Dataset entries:
################

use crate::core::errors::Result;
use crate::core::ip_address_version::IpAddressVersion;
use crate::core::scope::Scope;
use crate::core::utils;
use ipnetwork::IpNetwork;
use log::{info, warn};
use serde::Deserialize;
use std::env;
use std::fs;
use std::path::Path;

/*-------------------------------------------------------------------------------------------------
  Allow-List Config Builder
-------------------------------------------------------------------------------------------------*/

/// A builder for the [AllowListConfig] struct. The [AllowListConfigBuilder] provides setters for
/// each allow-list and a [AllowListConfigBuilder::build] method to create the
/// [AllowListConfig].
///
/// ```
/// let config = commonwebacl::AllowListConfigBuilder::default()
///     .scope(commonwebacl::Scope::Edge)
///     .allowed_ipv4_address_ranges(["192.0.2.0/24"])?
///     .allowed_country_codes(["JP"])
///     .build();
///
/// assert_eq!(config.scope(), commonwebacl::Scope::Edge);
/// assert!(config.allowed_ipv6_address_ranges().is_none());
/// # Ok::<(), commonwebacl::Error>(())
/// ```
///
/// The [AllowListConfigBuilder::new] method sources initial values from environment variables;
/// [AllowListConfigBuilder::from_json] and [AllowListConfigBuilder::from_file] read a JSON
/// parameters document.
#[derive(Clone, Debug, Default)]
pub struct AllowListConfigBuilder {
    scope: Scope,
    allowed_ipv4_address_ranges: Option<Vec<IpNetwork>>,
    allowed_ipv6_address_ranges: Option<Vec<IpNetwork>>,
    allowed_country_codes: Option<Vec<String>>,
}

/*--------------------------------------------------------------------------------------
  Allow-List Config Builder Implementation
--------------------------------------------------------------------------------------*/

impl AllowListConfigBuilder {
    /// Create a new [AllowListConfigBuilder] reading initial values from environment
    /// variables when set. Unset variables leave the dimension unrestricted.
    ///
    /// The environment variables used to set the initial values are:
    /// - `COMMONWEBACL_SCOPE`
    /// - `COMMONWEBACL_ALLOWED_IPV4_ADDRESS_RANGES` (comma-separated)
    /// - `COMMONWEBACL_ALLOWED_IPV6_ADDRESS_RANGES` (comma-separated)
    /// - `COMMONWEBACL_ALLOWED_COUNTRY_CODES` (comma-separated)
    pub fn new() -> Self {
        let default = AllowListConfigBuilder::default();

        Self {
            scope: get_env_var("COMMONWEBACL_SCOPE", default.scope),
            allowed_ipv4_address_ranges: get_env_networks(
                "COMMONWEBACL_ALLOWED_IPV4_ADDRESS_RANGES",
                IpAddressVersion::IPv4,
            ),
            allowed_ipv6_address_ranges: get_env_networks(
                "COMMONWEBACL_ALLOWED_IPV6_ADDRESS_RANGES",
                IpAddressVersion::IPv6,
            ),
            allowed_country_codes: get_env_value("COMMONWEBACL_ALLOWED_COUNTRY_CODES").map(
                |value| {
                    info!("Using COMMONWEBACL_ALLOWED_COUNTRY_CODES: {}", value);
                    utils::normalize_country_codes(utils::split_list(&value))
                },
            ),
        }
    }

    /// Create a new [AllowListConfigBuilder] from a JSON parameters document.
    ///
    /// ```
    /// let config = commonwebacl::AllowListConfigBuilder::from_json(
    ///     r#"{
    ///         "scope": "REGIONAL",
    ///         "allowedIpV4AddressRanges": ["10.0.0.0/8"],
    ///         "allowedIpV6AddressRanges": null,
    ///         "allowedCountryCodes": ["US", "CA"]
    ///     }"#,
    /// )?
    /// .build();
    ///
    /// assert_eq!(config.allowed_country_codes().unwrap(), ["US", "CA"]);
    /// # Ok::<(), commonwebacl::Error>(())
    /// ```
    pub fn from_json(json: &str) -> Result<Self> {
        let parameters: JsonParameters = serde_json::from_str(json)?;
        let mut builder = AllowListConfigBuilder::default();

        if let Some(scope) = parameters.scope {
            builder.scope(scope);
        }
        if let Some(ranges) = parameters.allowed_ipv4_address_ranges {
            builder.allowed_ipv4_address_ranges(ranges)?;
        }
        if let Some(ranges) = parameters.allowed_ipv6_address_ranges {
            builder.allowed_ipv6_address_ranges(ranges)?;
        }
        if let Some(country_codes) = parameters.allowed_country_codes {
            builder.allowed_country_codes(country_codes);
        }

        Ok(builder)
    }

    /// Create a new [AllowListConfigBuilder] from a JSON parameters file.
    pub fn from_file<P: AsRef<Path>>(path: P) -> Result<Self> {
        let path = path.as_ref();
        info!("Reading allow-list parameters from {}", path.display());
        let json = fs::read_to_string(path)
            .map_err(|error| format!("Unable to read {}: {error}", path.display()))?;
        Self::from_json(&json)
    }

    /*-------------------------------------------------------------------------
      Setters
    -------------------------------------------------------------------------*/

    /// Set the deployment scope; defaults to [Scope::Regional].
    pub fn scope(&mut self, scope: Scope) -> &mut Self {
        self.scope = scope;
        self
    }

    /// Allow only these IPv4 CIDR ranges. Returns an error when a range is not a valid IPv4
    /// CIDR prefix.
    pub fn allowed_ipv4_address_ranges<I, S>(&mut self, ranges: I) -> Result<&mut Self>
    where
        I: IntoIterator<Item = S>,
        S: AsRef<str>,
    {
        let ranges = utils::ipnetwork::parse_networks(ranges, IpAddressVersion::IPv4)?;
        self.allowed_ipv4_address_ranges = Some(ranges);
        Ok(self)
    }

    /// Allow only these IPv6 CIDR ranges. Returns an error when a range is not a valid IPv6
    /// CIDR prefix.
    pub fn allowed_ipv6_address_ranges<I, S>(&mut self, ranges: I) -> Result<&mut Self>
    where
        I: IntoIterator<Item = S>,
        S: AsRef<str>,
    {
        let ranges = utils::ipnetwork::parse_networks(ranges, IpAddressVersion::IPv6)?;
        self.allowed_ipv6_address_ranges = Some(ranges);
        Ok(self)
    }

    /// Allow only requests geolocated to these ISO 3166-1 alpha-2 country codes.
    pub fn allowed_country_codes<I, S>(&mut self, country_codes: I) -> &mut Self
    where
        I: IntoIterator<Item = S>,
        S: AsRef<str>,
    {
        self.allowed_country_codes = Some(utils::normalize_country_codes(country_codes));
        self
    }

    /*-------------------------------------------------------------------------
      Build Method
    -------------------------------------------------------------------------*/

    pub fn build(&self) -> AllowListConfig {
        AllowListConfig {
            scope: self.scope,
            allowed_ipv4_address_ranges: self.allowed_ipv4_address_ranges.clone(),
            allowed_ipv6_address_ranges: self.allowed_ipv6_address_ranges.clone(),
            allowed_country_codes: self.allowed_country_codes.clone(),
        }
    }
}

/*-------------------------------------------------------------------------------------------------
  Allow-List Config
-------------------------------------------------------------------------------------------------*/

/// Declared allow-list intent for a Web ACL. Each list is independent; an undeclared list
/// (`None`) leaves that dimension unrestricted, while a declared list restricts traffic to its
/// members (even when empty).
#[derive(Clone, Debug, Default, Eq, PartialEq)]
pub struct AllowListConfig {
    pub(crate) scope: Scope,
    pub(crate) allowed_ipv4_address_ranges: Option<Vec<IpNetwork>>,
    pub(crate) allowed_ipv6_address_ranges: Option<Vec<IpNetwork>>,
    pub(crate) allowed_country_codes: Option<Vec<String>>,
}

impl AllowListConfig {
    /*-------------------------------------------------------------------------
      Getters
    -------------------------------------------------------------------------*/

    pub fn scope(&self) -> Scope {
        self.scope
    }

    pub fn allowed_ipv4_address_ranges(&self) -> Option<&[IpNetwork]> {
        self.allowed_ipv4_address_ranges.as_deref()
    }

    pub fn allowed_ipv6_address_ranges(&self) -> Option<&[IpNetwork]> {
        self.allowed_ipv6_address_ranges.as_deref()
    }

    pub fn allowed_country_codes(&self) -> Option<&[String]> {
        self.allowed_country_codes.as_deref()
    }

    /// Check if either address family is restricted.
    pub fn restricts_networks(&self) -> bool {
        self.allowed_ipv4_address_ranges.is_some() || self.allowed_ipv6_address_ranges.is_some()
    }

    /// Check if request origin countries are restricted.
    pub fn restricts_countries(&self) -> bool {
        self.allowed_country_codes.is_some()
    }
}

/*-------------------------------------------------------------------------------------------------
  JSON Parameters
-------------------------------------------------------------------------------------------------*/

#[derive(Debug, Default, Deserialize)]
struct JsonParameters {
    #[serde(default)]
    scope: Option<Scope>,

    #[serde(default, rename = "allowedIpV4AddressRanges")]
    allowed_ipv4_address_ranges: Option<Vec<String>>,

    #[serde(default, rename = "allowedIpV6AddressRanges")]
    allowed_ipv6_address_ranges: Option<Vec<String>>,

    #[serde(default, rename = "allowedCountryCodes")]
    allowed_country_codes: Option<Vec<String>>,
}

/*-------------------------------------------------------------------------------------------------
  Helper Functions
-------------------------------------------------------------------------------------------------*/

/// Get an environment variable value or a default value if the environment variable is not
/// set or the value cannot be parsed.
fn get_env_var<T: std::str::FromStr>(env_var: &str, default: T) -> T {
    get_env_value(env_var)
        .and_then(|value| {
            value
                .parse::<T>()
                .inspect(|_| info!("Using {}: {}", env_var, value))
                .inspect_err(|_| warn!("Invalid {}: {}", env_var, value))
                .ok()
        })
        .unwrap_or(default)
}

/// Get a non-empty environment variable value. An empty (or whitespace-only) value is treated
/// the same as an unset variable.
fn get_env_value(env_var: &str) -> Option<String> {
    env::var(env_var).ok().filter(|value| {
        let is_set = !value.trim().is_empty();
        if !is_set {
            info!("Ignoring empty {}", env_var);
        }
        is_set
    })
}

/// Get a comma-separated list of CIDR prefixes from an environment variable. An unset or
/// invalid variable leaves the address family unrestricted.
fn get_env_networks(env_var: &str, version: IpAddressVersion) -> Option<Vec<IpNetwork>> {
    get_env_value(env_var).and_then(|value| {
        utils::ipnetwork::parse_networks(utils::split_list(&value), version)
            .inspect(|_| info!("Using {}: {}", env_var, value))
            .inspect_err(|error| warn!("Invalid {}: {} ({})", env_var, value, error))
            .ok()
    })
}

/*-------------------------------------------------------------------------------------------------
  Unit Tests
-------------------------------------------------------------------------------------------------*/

################

WHAT THE TASK REQUIRES = Please write out, exactly as they appear above, only the lines in the stretch from the line with "The environment variables" through the line with "pub fn new()".

EXERCISE SOLUTION =
    /// The environment variables used to set the initial values are:
    /// - `COMMONWEBACL_SCOPE`
    /// - `COMMONWEBACL_ALLOWED_IPV4_ADDRESS_RANGES` (comma-separated)
    /// - `COMMONWEBACL_ALLOWED_IPV6_ADDRESS_RANGES` (comma-separated)
    /// - `COMMONWEBACL_ALLOWED_COUNTRY_CODES` (comma-separated)
    pub fn new() -> Self {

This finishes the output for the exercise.